## DESCRIPTION OF THE TASK
Your task is to quote the records from their first line through the line containing "types, traits, and", with nothing added or left out.

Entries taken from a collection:
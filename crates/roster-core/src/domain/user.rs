//! User entity.

use crate::UserId;
use serde::{Deserialize, Serialize};

/// A stored user row.
#[derive(Debug, Clone, PartialEq, Eq, Serialize, Deserialize)]
pub struct User {
    pub id: UserId,
    pub username: String,
    pub description: Option<String>,
}

impl User {
    /// Replaces both mutable fields. The ID never changes.
    pub fn replace_profile(&mut self, username: String, description: Option<String>) {
        self.username = username;
        self.description = description;
    }
}

/// A user that has not been persisted yet; the store assigns the ID.
#[derive(Debug, Clone, PartialEq, Eq)]
pub struct NewUser {
    pub username: String,
    pub description: Option<String>,
}

impl NewUser {
    #[must_use]
    pub fn new(username: impl Into<String>, description: Option<String>) -> Self {
        Self {
            username: username.into(),
            description,
        }
    }

    /// Attaches the store-assigned ID.
    #[must_use]
    pub fn with_id(self, id: UserId) -> User {
        User {
            id,
            username: self.username,
            description: self.description,
        }
    }
}
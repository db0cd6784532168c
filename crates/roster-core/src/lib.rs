//! # Roster Core
//!
//! Core types, traits, and error definitions shared by every Roster crate:
//! the `User` entity, the unified error type, and validation helpers.

pub mod domain;
pub mod error;
pub mod id;
pub mod result;
pub mod traits;
pub mod validation;

pub use domain::*;
pub use error::*;
pub use id::*;
pub use result::*;
pub use traits::*;
pub use validation::*;

// Re-export shaku for dependency injection
pub use shaku::Interface;
//! Database connection pool management.

use async_trait::async_trait;
use roster_config::DatabaseConfig;
use roster_core::{HealthCheck, HealthStatus, Interface, RosterError, RosterResult};
use shaku::Component;
use sqlx::postgres::{PgConnectOptions, PgPool, PgPoolOptions};
use std::sync::Arc;
use tracing::{info, warn};

const CREATE_USERS_TABLE: &str = r"
CREATE TABLE IF NOT EXISTS users (
    id          SERIAL PRIMARY KEY,
    username    TEXT NOT NULL,
    description TEXT
)";

const CREATE_USERNAME_INDEX: &str =
    "CREATE UNIQUE INDEX IF NOT EXISTS users_username_key ON users (username)";

/// Interface for database pool operations.
///
/// Connections are checked out per query and returned to the pool when the
/// query future completes or is dropped.
#[async_trait]
pub trait DatabasePoolInterface: Interface + Send + Sync {
    /// Returns a reference to the underlying PostgreSQL pool.
    fn inner(&self) -> &PgPool;

    /// Checks if the database connection is healthy.
    async fn health_check(&self) -> RosterResult<()>;

    /// Creates the `users` table and its unique username index if absent.
    async fn ensure_schema(&self) -> RosterResult<()>;

    /// Closes the database pool.
    async fn close(&self);
}

/// Database pool wrapper.
#[derive(Component)]
#[shaku(interface = DatabasePoolInterface)]
pub struct DatabasePool {
    pool: PgPool,
}

impl DatabasePool {
    /// Connects to PostgreSQL using the given configuration.
    pub async fn new(config: &DatabaseConfig) -> RosterResult<Self> {
        info!("Connecting to PostgreSQL at {}...", config.target());

        let pool = pool_options(config)
            .connect_with(connect_options(config))
            .await
            .map_err(|e| {
                warn!("Failed to connect to database: {}", e);
                RosterError::Database(format!("Failed to connect: {}", e))
            })?;

        info!("PostgreSQL connection pool established");
        Ok(Self { pool })
    }

    /// Builds a pool that opens connections on first use.
    #[must_use]
    pub fn lazy(config: &DatabaseConfig) -> Self {
        Self {
            pool: pool_options(config).connect_lazy_with(connect_options(config)),
        }
    }

    /// Returns a clone of the underlying pool handle.
    #[must_use]
    pub fn pg_pool(&self) -> PgPool {
        self.pool.clone()
    }
}

#[async_trait]
impl DatabasePoolInterface for DatabasePool {
    fn inner(&self) -> &PgPool {
        &self.pool
    }

    async fn health_check(&self) -> RosterResult<()> {
        sqlx::query("SELECT 1")
            .execute(&self.pool)
            .await
            .map_err(|e| RosterError::Database(format!("Health check failed: {}", e)))?;
        Ok(())
    }

    async fn ensure_schema(&self) -> RosterResult<()> {
        info!("Ensuring users schema...");
        let mut tx = self.pool.begin().await?;
        sqlx::query(CREATE_USERS_TABLE).execute(&mut *tx).await?;
        sqlx::query(CREATE_USERNAME_INDEX).execute(&mut *tx).await?;
        tx.commit().await?;
        info!("Users schema ready");
        Ok(())
    }

    async fn close(&self) {
        info!("Closing database connection pool...");
        self.pool.close().await;
        info!("Database connection pool closed");
    }
}

#[async_trait]
impl HealthCheck for DatabasePool {
    fn name(&self) -> &str {
        "database"
    }

    async fn check(&self) -> HealthStatus {
        match DatabasePoolInterface::health_check(self).await {
            Ok(()) => HealthStatus::Healthy,
            Err(e) => HealthStatus::Unhealthy(e.to_string()),
        }
    }
}

impl std::fmt::Debug for DatabasePool {
    fn fmt(&self, f: &mut std::fmt::Formatter<'_>) -> std::fmt::Result {
        f.debug_struct("DatabasePool")
            .field("size", &self.pool.size())
            .field("num_idle", &self.pool.num_idle())
            .finish()
    }
}

fn connect_options(config: &DatabaseConfig) -> PgConnectOptions {
    PgConnectOptions::new()
        .host(&config.host)
        .port(config.port)
        .username(&config.user)
        .password(&config.password)
        .database(&config.name)
}

fn pool_options(config: &DatabaseConfig) -> PgPoolOptions {
    PgPoolOptions::new()
        .min_connections(config.min_connections)
        .max_connections(config.max_connections)
        .acquire_timeout(config.connect_timeout())
        .idle_timeout(Some(config.idle_timeout()))
}

/// Connects, bootstraps the schema, and returns a shared pool.
pub async fn create_pool(config: &DatabaseConfig) -> RosterResult<Arc<DatabasePool>> {
    let pool = DatabasePool::new(config).await?;
    pool.ensure_schema().await?;
    Ok(Arc::new(pool))
}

## WRITTEN RESPONSE
filename crates/roster-core/src/domain/user.rs
//! User entity.

use crate::UserId;
use serde::{Deserialize, Serialize};

/// A stored user row.
#[derive(Debug, Clone, PartialEq, Eq, Serialize, Deserialize)]
pub struct User {
    pub id: UserId,
    pub username: String,
    pub description: Option<String>,
}

impl User {
    /// Replaces both mutable fields. The ID never changes.
    pub fn replace_profile(&mut self, username: String, description: Option<String>) {
        self.username = username;
        self.description = description;
    }
}

/// A user that has not been persisted yet; the store assigns the ID.
#[derive(Debug, Clone, PartialEq, Eq)]
pub struct NewUser {
    pub username: String,
    pub description: Option<String>,
}

impl NewUser {
    #[must_use]
    pub fn new(username: impl Into<String>, description: Option<String>) -> Self {
        Self {
            username: username.into(),
            description,
        }
    }

    /// Attaches the store-assigned ID.
    #[must_use]
    pub fn with_id(self, id: UserId) -> User {
        User {
            id,
            username: self.username,
            description: self.description,
        }
    }
}
repository db0cd6784532168c
filename crates/roster-core/src/lib.rs
//! # Roster Core
//!
//! Core types, traits, and error definitions shared by every Roster crate:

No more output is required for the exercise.